Нина в стороне от маленькой группки жителей города молча кивает головой, лицо потерянное, весела, как желчный пузырь, насильно заставляет себя выполнять роль раненого уличного пса, который тащится за нами, но знает, что сейчас мы поднимем камень и в него бросим.

Вижу, что Вера разрывается между растроганностью, вызываемой этим местом, и болью за Нину. Мне все это уже вот тут. «Скажи, – подхожу я к Нине, – ты с нами или нет? Мы ведь все это делаем ради тебя. Или я ошибаюсь?»

Она поднимает ко мне лицо, с которого стерто всякое выражение. «Господи, – вдруг пугаюсь я, – она ведь едва жива. Она хватается за ствол дерева. Может, мы не соображаем, в каком тяжелом она состоянии. Может быть, она рассказала нам не всю правду». – «Для меня это чуток многовато, – с трудом говорит она, а губы белые. – Я не представляла себе… Потихоньку, ладно?»

«Что тебе многовато-то? Мы еще ничего и не начинали. Ты еще даже и не родилась». Я от нее отваливаю.

«Гили».

«Что теперь?»

«Я о чем-то подумала…»

Я стараюсь стоять перед ней, изображая полное нетерпение. Эта женщина сохранит меня навеки молодой или по крайней мере навсегда трехлетней.

«У меня возникла идея, Гили, и я думаю, что, может…»

«Насчет идей – это к Рафаэлю.

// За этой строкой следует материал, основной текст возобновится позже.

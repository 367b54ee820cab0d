//! Separable Gaussian smoothing of single-channel images.
//!
//! Filtering runs a horizontal pass into a float buffer followed by a
//! vertical pass, both data-parallel over rows. Out-of-range taps follow the
//! requested [`BorderMode`].

pub mod filters;

pub use filters::{BorderMode, GaussianFilter, SeparableFilter};

use crate::error::Result;
use crate::image::{ImageF32, ImageU8, ImageView};
use rayon::prelude::*;

/// Blur a 1-channel image with an odd `kernel_size` Gaussian.
///
/// `sigma == 0` derives the standard deviation from the kernel size.
pub fn gaussian_blur(
    src: &ImageU8,
    kernel_size: usize,
    sigma: f64,
    border: BorderMode,
) -> Result<ImageU8> {
    let filter = GaussianFilter::new(kernel_size, sigma)?;
    src.expect_channels("blur", 1)?;
    Ok(apply(&filter, src, border))
}

/// Convolve `src` with `filter` along both axes.
pub fn apply<F: SeparableFilter + ?Sized>(
    filter: &F,
    src: &ImageU8,
    border: BorderMode,
) -> ImageU8 {
    let (w, h) = (src.w, src.h);
    let taps = filter.taps();
    let radius = filter.radius() as isize;
    let fill = match border {
        BorderMode::Constant(v) => v as f32,
        _ => 0.0,
    };

    let mut horiz = ImageF32::new(w, h);
    horiz
        .data
        .par_chunks_mut(w)
        .enumerate()
        .for_each(|(y, dst)| {
            let row = src.row(y);
            for (x, out) in dst.iter_mut().enumerate() {
                let mut acc = 0.0f32;
                for (k, &tap) in taps.iter().enumerate() {
                    let sx = x as isize + k as isize - radius;
                    let v = border.resolve(sx, w).map_or(fill, |i| row[i] as f32);
                    acc += tap * v;
                }
                *out = acc;
            }
        });

    let mut out = ImageU8::gray(w, h);
    out.data.par_chunks_mut(w).enumerate().for_each(|(y, dst)| {
        for (x, out_px) in dst.iter_mut().enumerate() {
            let mut acc = 0.0f32;
            for (k, &tap) in taps.iter().enumerate() {
                let sy = y as isize + k as isize - radius;
                let v = border.resolve(sy, h).map_or(fill, |i| horiz.get(x, i));
                acc += tap * v;
            }
            *out_px = acc.round().clamp(0.0, 255.0) as u8;
        }
    });
    out
}

#[cfg(test)]
mod tests {
    use super::*;
    use crate::error::LaneError;

    #[test]
    fn flat_image_is_unchanged() {
        let mut img = ImageU8::gray(20, 15);
        img.data.fill(123);
        let out = gaussian_blur(&img, 7, 0.0, BorderMode::Reflect101).unwrap();
        assert_eq!((out.w, out.h), (20, 15));
        assert!(out.data.iter().all(|&v| v == 123));
    }

    #[test]
    fn impulse_spreads_symmetrically() {
        let mut img = ImageU8::gray(11, 11);
        img.set(5, 5, 255);
        let out = gaussian_blur(&img, 5, 1.0, BorderMode::Replicate).unwrap();
        let center = out.get(5, 5);
        assert!(center < 255 && center > 0);
        assert_eq!(out.get(4, 5), out.get(6, 5));
        assert_eq!(out.get(5, 4), out.get(5, 6));
        assert!(out.get(4, 5) < center);
        assert_eq!(out.get(0, 0), 0);
    }

    #[test]
    fn constant_border_pulls_edges_towards_fill() {
        let mut img = ImageU8::gray(9, 9);
        img.data.fill(200);
        let out = gaussian_blur(&img, 5, 0.0, BorderMode::Constant(0)).unwrap();
        assert!(out.get(0, 4) < 200);
        assert_eq!(out.get(4, 4), 200);
    }

    #[test]
    fn even_kernel_is_rejected() {
        let img = ImageU8::gray(8, 8);
        assert!(matches!(
            gaussian_blur(&img, 4, 0.0, BorderMode::default()),
            Err(LaneError::InvalidParameter { stage: "blur", .. })
        ));
    }
}
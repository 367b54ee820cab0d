//! Owned 8-bit image with 1 (intensity/binary) or 3 (RGB) interleaved channels.
use crate::error::{LaneError, Result};

/// Maximum intensity; binary images hold only `0` and `MAX_VALUE`.
pub const MAX_VALUE: u8 = 255;

#[derive(Clone, Debug, PartialEq, Eq)]
pub struct ImageU8 {
    pub w: usize,
    pub h: usize,
    /// Interleaved channels per pixel (1 or 3).
    pub channels: usize,
    pub data: Vec<u8>,
}

impl ImageU8 {
    /// Zero-filled (black) image.
    pub fn new(w: usize, h: usize, channels: usize) -> Self {
        Self {
            w,
            h,
            channels,
            data: vec![0; w * h * channels],
        }
    }

    pub fn gray(w: usize, h: usize) -> Self {
        Self::new(w, h, 1)
    }

    pub fn rgb(w: usize, h: usize) -> Self {
        Self::new(w, h, 3)
    }

    /// Wrap a raw buffer, checking that its length matches the shape.
    pub fn from_raw(w: usize, h: usize, channels: usize, data: Vec<u8>) -> Result<Self> {
        if channels != 1 && channels != 3 {
            return Err(LaneError::invalid(
                "image",
                "channels",
                format!("expected 1 or 3 channels, got {channels}"),
            ));
        }
        let expected = w * h * channels;
        if data.len() != expected {
            return Err(LaneError::invalid(
                "image",
                "data",
                format!(
                    "buffer holds {} bytes, {w}x{h}x{channels} needs {expected}",
                    data.len()
                ),
            ));
        }
        Ok(Self {
            w,
            h,
            channels,
            data,
        })
    }

    /// Samples between consecutive rows.
    #[inline]
    pub fn stride(&self) -> usize {
        self.w * self.channels
    }

    #[inline]
    pub fn idx(&self, x: usize, y: usize) -> usize {
        y * self.stride() + x * self.channels
    }

    /// First channel at (x, y).
    #[inline]
    pub fn get(&self, x: usize, y: usize) -> u8 {
        self.data[self.idx(x, y)]
    }

    /// Write `v` to every channel at (x, y).
    #[inline]
    pub fn set(&mut self, x: usize, y: usize, v: u8) {
        let i = self.idx(x, y);
        self.data[i..i + self.channels].fill(v);
    }

    #[inline]
    pub fn pixel(&self, x: usize, y: usize) -> &[u8] {
        let i = self.idx(x, y);
        &self.data[i..i + self.channels]
    }

    #[inline]
    pub fn pixel_mut(&mut self, x: usize, y: usize) -> &mut [u8] {
        let i = self.idx(x, y);
        let c = self.channels;
        &mut self.data[i..i + c]
    }

    pub fn is_empty(&self) -> bool {
        self.w == 0 || self.h == 0
    }

    /// True when every sample is either 0 or [`MAX_VALUE`].
    pub fn is_binary(&self) -> bool {
        self.data.iter().all(|&v| v == 0 || v == MAX_VALUE)
    }

    pub fn count_nonzero(&self) -> usize {
        self.data
            .chunks_exact(self.channels)
            .filter(|px| px.iter().any(|&v| v != 0))
            .count()
    }

    pub(crate) fn expect_channels(&self, stage: &'static str, channels: usize) -> Result<()> {
        if self.channels != channels {
            return Err(LaneError::invalid(
                stage,
                "channels",
                format!(
                    "expected a {channels}-channel image, got {} channel(s)",
                    self.channels
                ),
            ));
        }
        if self.is_empty() {
            return Err(LaneError::invalid(
                stage,
                "size",
                format!("image is empty ({}x{})", self.w, self.h),
            ));
        }
        Ok(())
    }
}

impl crate::image::traits::ImageView for ImageU8 {
    type Pixel = u8;

    #[inline]
    fn width(&self) -> usize {
        self.w
    }
    #[inline]
    fn height(&self) -> usize {
        self.h
    }
    #[inline]
    fn channels(&self) -> usize {
        self.channels
    }
    #[inline]
    fn row(&self, y: usize) -> &[u8] {
        let start = y * self.stride();
        &self.data[start..start + self.stride()]
    }
    #[inline]
    fn as_slice(&self) -> Option<&[u8]> {
        Some(&self.data)
    }
}

impl crate::image::traits::ImageViewMut for ImageU8 {
    #[inline]
    fn row_mut(&mut self, y: usize) -> &mut [u8] {
        let stride = self.stride();
        let start = y * stride;
        &mut self.data[start..start + stride]
    }

    #[inline]
    fn as_mut_slice(&mut self) -> Option<&mut [u8]> {
        Some(&mut self.data)
    }
}

impl From<image::RgbImage> for ImageU8 {
    fn from(img: image::RgbImage) -> Self {
        let (w, h) = (img.width() as usize, img.height() as usize);
        Self {
            w,
            h,
            channels: 3,
            data: img.into_raw(),
        }
    }
}

impl From<image::GrayImage> for ImageU8 {
    fn from(img: image::GrayImage) -> Self {
        let (w, h) = (img.width() as usize, img.height() as usize);
        Self {
            w,
            h,
            channels: 1,
            data: img.into_raw(),
        }
    }
}
use serde::{Deserialize, Serialize};
use std::time::Instant;

/// Wall-clock duration of one pipeline stage.
#[derive(Clone, Debug, PartialEq, Serialize, Deserialize)]
#[serde(rename_all = "camelCase")]
pub struct StageTiming {
    pub label: String,
    pub elapsed_ms: f64,
}

impl StageTiming {
    pub fn new(label: impl Into<String>, elapsed_ms: f64) -> Self {
        Self {
            label: label.into(),
            elapsed_ms,
        }
    }
}

/// Per-stage timings of one detector run.
#[derive(Clone, Debug, Default, PartialEq, Serialize, Deserialize)]
#[serde(rename_all = "camelCase")]
pub struct TimingBreakdown {
    pub total_ms: f64,
    pub stages: Vec<StageTiming>,
}

impl TimingBreakdown {
    pub fn push(&mut self, label: impl Into<String>, elapsed_ms: f64) {
        self.stages.push(StageTiming::new(label, elapsed_ms));
    }

    /// Record the time elapsed since `start` under `label`, returning it in ms.
    pub fn record(&mut self, label: impl Into<String>, start: Instant) -> f64 {
        let ms = elapsed_ms(start);
        self.push(label, ms);
        ms
    }

    pub fn stage(&self, label: &str) -> Option<&StageTiming> {
        self.stages.iter().find(|s| s.label == label)
    }
}

pub(crate) fn elapsed_ms(start: Instant) -> f64 {
    start.elapsed().as_secs_f64() * 1000.0
}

Обратись к нему», – бросаю я ей и исчезаю.

И возвращаюсь. «Дать водички?»

«Нет. Мне просто нужно поговорить».

«Рафаэль будет рад».

«Гили…»


Штандер! Слово, которое я только что написала: Гили с тире.

Это было так: подросток, каким я тогда была, шестнадцатилетняя девчонка, продолжавшая к великой своей печали вытягиваться до метра семидесяти, еще и с челюстью, как у добродушного боксера, и вся в прыщах, поехала в Хайфу, в контору Министерства внутренних дел, чтобы исправить только что полученный от государства паспорт. В конторке перед ней сидела горгона Медуза из министерства, и она ни за что не соглашалась вычеркнуть из паспорта имя матери. И девочка, которая из-за своего роста и габаритов не смела закатывать сцены или привлекать чье-то внимание, уже собралась исчезнуть несолоно хлебавши, как вдруг за секунду до того, как сдаться, она к собственному изумлению спросила, нельзя ли добавить к ее имени имя Нина.